We used the composite trilayer structure MgO(1.5)/CFB(1)/β-W(0.8), where CFB denotes a well-known ferromagnetic Co₄₀Fe₄₀B₂₀ and the numbers in parentheses are thicknesses in nanometers. This is a well-known trilayer structure, in which the CFB layer acquires PMA when sandwiched between MgO and β-W (39). The β-W thickness is kept at a minimum to achieve PMA. The trilayer was deposited on SmB₆/Si(001) films of several SmB₆ thicknesses, and the multilayer films were patterned into 20-μm-wide Hall bar devices for transport measurements. The trilayers without SmB₆ were also patterned and measured.

The PMA of the CFB and switching by a perpendicular magnetic field can be evidenced by the anomalous Hall effect (AHE), as shown in Fig. 3B. The blue curve shows the results for the trilayer without SmB₆. When the trilayer is deposited on SmB₆ films, the shunting effect through the more conductive SmB₆ layer reduces the current through the CFB layer, thereby reducing the magnitude of the AHE signal. With an additional SmB₆(50) layer of 50 nm, using the conductors-in-parallel model, one finds the ratio of $I_{{\mathsf{\text{SmB}}}_{\mathsf{6}}}/I_{\text{CFB}}\approx 13$, determined from the reduced resistance of the Hall bar.

Fig. 3. SOT-induced switching of CFB/W/SmB₆ devices.

(A) Schematic drawing of the device for SOT-induced switching experiment. (B) Hall resistance for the trilayer MgO(1.5)/CFB(1)/W(0.8) (blue) and MgO(1.5)/CFB(1)/W(0.8)/SmB₆(50) (red). The latter is magnified 150 times. (C) Current distribution in SmB₆ of CFB/W/SmB₆ multilayers for various SmB₆ film thicknesses. The red dashed line shows the calculation using longitudinal resistivity. SOT switching for CFB(1)/W(0.8)/SmB₆(50) measured at 20 K (D) and 300 K (E), with external magnetic fields of 500 Oe (blue) and −500 Oe (red) applied along the x direction. (F) Switching phase diagram of CFB(1)/W(0.8)/SmB₆(50) at 20 K.
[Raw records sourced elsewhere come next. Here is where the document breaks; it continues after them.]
//! Anga evaluation and boundary search.
//!
//! The five limbs split into two families. Tithi and karana divide the
//! Moon-Sun elongation into fixed segments; nakshatra and yoga divide
//! sidereal longitudes the same way. All four advance monotonically, so
//! the next boundary is a single zero of `angle - target` and a coarse
//! scan plus bisection nails it to well under a second. Vaara is civil:
//! it rolls at local midnight and needs no ephemeris at all.
//!
//! A boundary instant itself already belongs to the following interval,
//! matching the floor-based classifiers.

use panchanga_ephem::{AyanamshaSystem, longitudes, sidereal_sun_moon};
use panchanga_time::{tt_to_utc_jd, utc_to_tt_jd, weekday_index};
use serde::{Deserialize, Serialize};

use crate::error::CoreError;
use crate::karana::{KARANA_SEGMENT_DEG, KaranaInfo, karana_from_elongation};
use crate::masa::amanta_masa_at;
use crate::nakshatra::{NAKSHATRA_SPAN, NakshatraInfo, nakshatra_from_longitude};
use crate::search::{find_zero_crossing, normalize_to_pm180};
use crate::tithi::{TITHI_SEGMENT_DEG, TithiInfo, tithi_from_elongation};
use crate::vaara::{Vaara, vaara_from_local_jd};
use crate::yoga::{YOGA_SPAN, YogaInfo, yoga_from_sum};

/// Bisection refinement cap for boundary searches.
const BOUNDARY_ITERATIONS: usize = 50;

/// Boundary time tolerance in days (~1 ms).
const BOUNDARY_TOL_DAYS: f64 = 1.0e-8;

/// The anga families a transition can belong to.
#[derive(
    Debug, Clone, Copy, PartialEq, Eq, Hash, PartialOrd, Ord, Serialize, Deserialize,
)]
pub enum AngaKind {
    Tithi,
    Vaara,
    Nakshatra,
    Yoga,
    Karana,
    Masa,
}

impl AngaKind {
    pub const fn name(self) -> &'static str {
        match self {
            AngaKind::Tithi => "tithi",
            AngaKind::Vaara => "vaara",
            AngaKind::Nakshatra => "nakshatra",
            AngaKind::Yoga => "yoga",
            AngaKind::Karana => "karana",
            AngaKind::Masa => "masa",
        }
    }
}

/// Evaluation context: zodiac mode plus the observer's clock offset.
/// The offset only matters for vaara, which follows the local civil day.
#[derive(Debug, Clone, Copy, PartialEq, Serialize, Deserialize)]
pub struct AngaConfig {
    pub ayanamsha: AyanamshaSystem,
    pub utc_offset_hours: f64,
}

impl Default for AngaConfig {
    fn default() -> Self {
        Self {
            ayanamsha: AyanamshaSystem::default(),
            utc_offset_hours: 0.0,
        }
    }
}

/// One limb changing value.
#[derive(Debug, Clone, Copy, PartialEq, Serialize, Deserialize)]
pub struct Transition {
    pub kind: AngaKind,
    /// Index in force before the boundary.
    pub from_index: u8,
    /// Index in force from the boundary on.
    pub to_index: u8,
    /// Boundary instant, UTC Julian Day.
    pub jd_utc: f64,
}

/// All five limbs read at one instant.
#[derive(Debug, Clone, Copy, PartialEq, Serialize, Deserialize)]
pub struct AngaSnapshot {
    pub tithi: TithiInfo,
    pub vaara: Vaara,
    pub nakshatra: NakshatraInfo,
    pub yoga: YogaInfo,
    pub karana: KaranaInfo,
}

fn tropical_elongation(jd_tt: f64) -> Result<f64, CoreError> {
    let (sun, moon) = longitudes(jd_tt)?;
    Ok(moon - sun)
}

/// Tithi at a UTC instant.
pub fn tithi_at(jd_utc: f64) -> Result<TithiInfo, CoreError> {
    Ok(tithi_from_elongation(tropical_elongation(utc_to_tt_jd(
        jd_utc,
    ))?))
}

/// Karana at a UTC instant.
pub fn karana_at(jd_utc: f64) -> Result<KaranaInfo, CoreError> {
    Ok(karana_from_elongation(tropical_elongation(utc_to_tt_jd(
        jd_utc,
    ))?))
}

/// Nakshatra of the Moon at a UTC instant.
pub fn nakshatra_at(
    jd_utc: f64,
    system: AyanamshaSystem,
) -> Result<NakshatraInfo, CoreError> {
    let (_, moon) = sidereal_sun_moon(utc_to_tt_jd(jd_utc), system)?;
    Ok(nakshatra_from_longitude(moon))
}

/// Yoga at a UTC instant.
pub fn yoga_at(jd_utc: f64, system: AyanamshaSystem) -> Result<YogaInfo, CoreError> {
    let (sun, moon) = sidereal_sun_moon(utc_to_tt_jd(jd_utc), system)?;
    Ok(yoga_from_sum(sun + moon))
}

/// Vaara at a UTC instant for a given clock offset.
pub fn vaara_at(jd_utc: f64, utc_offset_hours: f64) -> Vaara {
    vaara_from_local_jd(jd_utc + utc_offset_hours / 24.0)
}

/// Read all five limbs with a single ephemeris evaluation.
pub fn anga_snapshot(jd_utc: f64, config: &AngaConfig) -> Result<AngaSnapshot, CoreError> {
    let (sun, moon) = sidereal_sun_moon(utc_to_tt_jd(jd_utc), config.ayanamsha)?;
    // The ayanamsha cancels in the difference, so the sidereal pair
    // serves the elongation-based limbs too.
    let elongation = moon - sun;
    Ok(AngaSnapshot {
        tithi: tithi_from_elongation(elongation),
        vaara: vaara_at(jd_utc, config.utc_offset_hours),
        nakshatra: nakshatra_from_longitude(moon),
        yoga: yoga_from_sum(sun + moon),
        karana: karana_from_elongation(elongation),
    })
}

/// Current index of any limb, on that limb's own scale.
pub fn anga_at(kind: AngaKind, jd_utc: f64, config: &AngaConfig) -> Result<u8, CoreError> {
    match kind {
        AngaKind::Tithi => Ok(tithi_at(jd_utc)?.tithi_index),
        AngaKind::Vaara => Ok(vaara_at(jd_utc, config.utc_offset_hours).index()),
        AngaKind::Nakshatra => Ok(nakshatra_at(jd_utc, config.ayanamsha)?.nakshatra_index),
        AngaKind::Yoga => Ok(yoga_at(jd_utc, config.ayanamsha)?.yoga_index),
        AngaKind::Karana => Ok(karana_at(jd_utc)?.karana_index),
        AngaKind::Masa => Ok(amanta_masa_at(jd_utc, config.ayanamsha)?.masa.index()),
    }
}

/// Locate the crossing of `angle` through the nearest segment edge in
/// the scan direction: the next multiple of `span_deg` when scanning
/// forward, the entry into the current segment when scanning backward.
/// Retries once over a doubled window before giving up.
fn segment_boundary<F>(
    angle: &F,
    jd_utc: f64,
    span_deg: f64,
    step_days: f64,
    max_steps: usize,
) -> Result<(u8, f64), CoreError>
where
    F: Fn(f64) -> Result<f64, CoreError>,
{
    let jd_tt = utc_to_tt_jd(jd_utc);
    let segments = (360.0 / span_deg).round() as u8;
    let current = ((angle(jd_tt)?.rem_euclid(360.0) / span_deg).floor() as u8).min(segments - 1);
    let target = if step_days > 0.0 {
        span_deg * (current as f64 + 1.0)
    } else {
        span_deg * current as f64
    };

    let offset = |t: f64| Ok(normalize_to_pm180(angle(t)?.rem_euclid(360.0) - target));
    let found = match find_zero_crossing(
        &offset,
        jd_tt,
        step_days,
        max_steps,
        BOUNDARY_ITERATIONS,
        BOUNDARY_TOL_DAYS,
    )? {
        Some(t) => t,
        None => find_zero_crossing(
            &offset,
            jd_tt,
            step_days,
            max_steps * 2,
            BOUNDARY_ITERATIONS,
            BOUNDARY_TOL_DAYS,
        )?
        .ok_or(CoreError::NoConvergence("anga boundary not bracketed"))?,
    };
    Ok((current, tt_to_utc_jd(found)))
}

fn next_vaara_transition(jd_utc: f64, utc_offset_hours: f64) -> Transition {
    let offset_days = utc_offset_hours / 24.0;
    let local = jd_utc + offset_days;
    // Civil midnights sit at half-integer Julian Days.
    let next_midnight_local = (local - 0.5).floor() + 1.5;
    let from = weekday_index(local);
    Transition {
        kind: AngaKind::Vaara,
        from_index: from,
        to_index: (from + 1) % 7,
        jd_utc: next_midnight_local - offset_days,
    }
}

/// Next change of the given limb strictly after `jd_utc`.
pub fn next_transition(
    kind: AngaKind,
    jd_utc: f64,
    config: &AngaConfig,
) -> Result<Transition, CoreError> {
    let system = config.ayanamsha;
    match kind {
        AngaKind::Tithi => {
            // Elongation gains 10.5-14.5 deg/day; a boundary is at most
            // ~1.2 days out.
            let (from, jd) =
                segment_boundary(&tropical_elongation, jd_utc, TITHI_SEGMENT_DEG, 0.25, 8)?;
            Ok(Transition {
                kind,
                from_index: from,
                to_index: (from + 1) % 30,
                jd_utc: jd,
            })
        }
        AngaKind::Karana => {
            let (from, jd) =
                segment_boundary(&tropical_elongation, jd_utc, KARANA_SEGMENT_DEG, 0.25, 4)?;
            Ok(Transition {
                kind,
                from_index: from,
                to_index: (from + 1) % 60,
                jd_utc: jd,
            })
        }
        AngaKind::Nakshatra => {
            let angle = move |t: f64| {
                let (_, moon) = sidereal_sun_moon(t, system)?;
                Ok(moon)
            };
            let (from, jd) = segment_boundary(&angle, jd_utc, NAKSHATRA_SPAN, 0.5, 5)?;
            Ok(Transition {
                kind,
                from_index: from,
                to_index: (from + 1) % 27,
                jd_utc: jd,
            })
        }
        AngaKind::Yoga => {
            let angle = move |t: f64| {
                let (sun, moon) = sidereal_sun_moon(t, system)?;
                Ok(sun + moon)
            };
            let (from, jd) = segment_boundary(&angle, jd_utc, YOGA_SPAN, 0.5, 5)?;
            Ok(Transition {
                kind,
                from_index: from,
                to_index: (from + 1) % 27,
                jd_utc: jd,
            })
        }
        AngaKind::Vaara => Ok(next_vaara_transition(jd_utc, config.utc_offset_hours)),
        AngaKind::Masa => {
            // A month ends at its closing new moon. Adhika months keep
            // the following month's name, so the successor index comes
            // from a fresh read past the boundary.
            let current = amanta_masa_at(jd_utc, system)?;
            let next = amanta_masa_at(current.end_jd + 1.0, system)?;
            Ok(Transition {
                kind,
                from_index: current.masa.index(),
                to_index: next.masa.index(),
                jd_utc: current.end_jd,
            })
        }
    }
}

/// Latest change of the given limb at or before `jd_utc`.
pub fn prev_transition(
    kind: AngaKind,
    jd_utc: f64,
    config: &AngaConfig,
) -> Result<Transition, CoreError> {
    let system = config.ayanamsha;
    match kind {
        AngaKind::Tithi => {
            let (current, jd) =
                segment_boundary(&tropical_elongation, jd_utc, TITHI_SEGMENT_DEG, -0.25, 8)?;
            Ok(Transition {
                kind,
                from_index: (current + 29) % 30,
                to_index: current,
                jd_utc: jd,
            })
        }
        AngaKind::Karana => {
            let (current, jd) =
                segment_boundary(&tropical_elongation, jd_utc, KARANA_SEGMENT_DEG, -0.25, 4)?;
            Ok(Transition {
                kind,
                from_index: (current + 59) % 60,
                to_index: current,
                jd_utc: jd,
            })
        }
        AngaKind::Nakshatra => {
            let angle = move |t: f64| {
                let (_, moon) = sidereal_sun_moon(t, system)?;
                Ok(moon)
            };
            let (current, jd) = segment_boundary(&angle, jd_utc, NAKSHATRA_SPAN, -0.5, 5)?;
            Ok(Transition {
                kind,
                from_index: (current + 26) % 27,
                to_index: current,
                jd_utc: jd,
            })
        }
        AngaKind::Yoga => {
            let angle = move |t: f64| {
                let (sun, moon) = sidereal_sun_moon(t, system)?;
                Ok(sun + moon)
            };
            let (current, jd) = segment_boundary(&angle, jd_utc, YOGA_SPAN, -0.5, 5)?;
            Ok(Transition {
                kind,
                from_index: (current + 26) % 27,
                to_index: current,
                jd_utc: jd,
            })
        }
        AngaKind::Vaara => {
            let offset_days = config.utc_offset_hours / 24.0;
            let local = jd_utc + offset_days;
            let last_midnight_local = (local - 0.5).floor() + 0.5;
            let to = weekday_index(local);
            Ok(Transition {
                kind,
                from_index: (to + 6) % 7,
                to_index: to,
                jd_utc: last_midnight_local - offset_days,
            })
        }
        AngaKind::Masa => {
            let current = amanta_masa_at(jd_utc, system)?;
            let before = amanta_masa_at(current.start_jd - 1.0, system)?;
            Ok(Transition {
                kind,
                from_index: before.masa.index(),
                to_index: current.masa.index(),
                jd_utc: current.start_jd,
            })
        }
    }
}

/// Advance applied after a found boundary when walking a window, in
/// days. Large against the boundary tolerance, small against any
/// segment duration.
pub(crate) const WINDOW_ADVANCE_DAYS: f64 = 1.0e-5;

/// All transitions of the five limbs in `[jd_start, jd_end)`, sorted by
/// time (ties break by limb). Month changes are visible through the
/// tithi rollover and are not reported separately.
pub fn transitions_in_window(
    jd_start: f64,
    jd_end: f64,
    config: &AngaConfig,
) -> Result<Vec<Transition>, CoreError> {
    let kinds = [
        AngaKind::Tithi,
        AngaKind::Vaara,
        AngaKind::Nakshatra,
        AngaKind::Yoga,
        AngaKind::Karana,
    ];

    let mut out = Vec::new();
    for kind in kinds {
        let mut cursor = jd_start;
        loop {
            let transition = next_transition(kind, cursor, config)?;
            if transition.jd_utc >= jd_end {
                break;
            }
            cursor = transition.jd_utc + WINDOW_ADVANCE_DAYS;
            out.push(transition);
        }
    }
    out.sort_by(|a, b| {
        a.jd_utc
            .total_cmp(&b.jd_utc)
            .then_with(|| a.kind.cmp(&b.kind))
    });
    Ok(out)
}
The AHE signal in the trilayer deposited on SmB₆ films also allows the determination of current distribution in the trilayer and the SmB₆ layer. With an additional SmB₆ layer, the greatly reduced AHE resistance R_H has been multiplied 150 times (the red curve) to be comparable to the blue curve in Fig. 3B. The SmB₆(50) layer reduces the R_H value by about 180 times. The current shunting effect of the SmB₆(50) layer in AHE dilutes the current through the CFB layer, and again dilutes the AHE voltage that originates from the CFB layer. Thus, the AHE measurements give the ratio of I_tot/I_trilayer ≈ (180)^1/2 ≈ 13, in excellent agreement with resistance measurements. In both cases, most of the current flows through the SmB₆(50) layer with $I_{{\mathsf{\text{SmB}}}_{\mathsf{6}}}/I_{\text{tot}}\approx 92\%$. More details of the analysis on current distribution can be found in section S5. Figure 3C shows the current distribution in the SmB₆ layers for various layer thicknesses, derived from both the shunting effect of AHE and the conductors-in-parallel model based on resistance. Because of the higher conductance of the SmB₆ layer, the current that flows therein ($I_{{\mathsf{\text{SmB}}}_{\mathsf{6}}}$) takes a major fraction of the total applied current (I_tot).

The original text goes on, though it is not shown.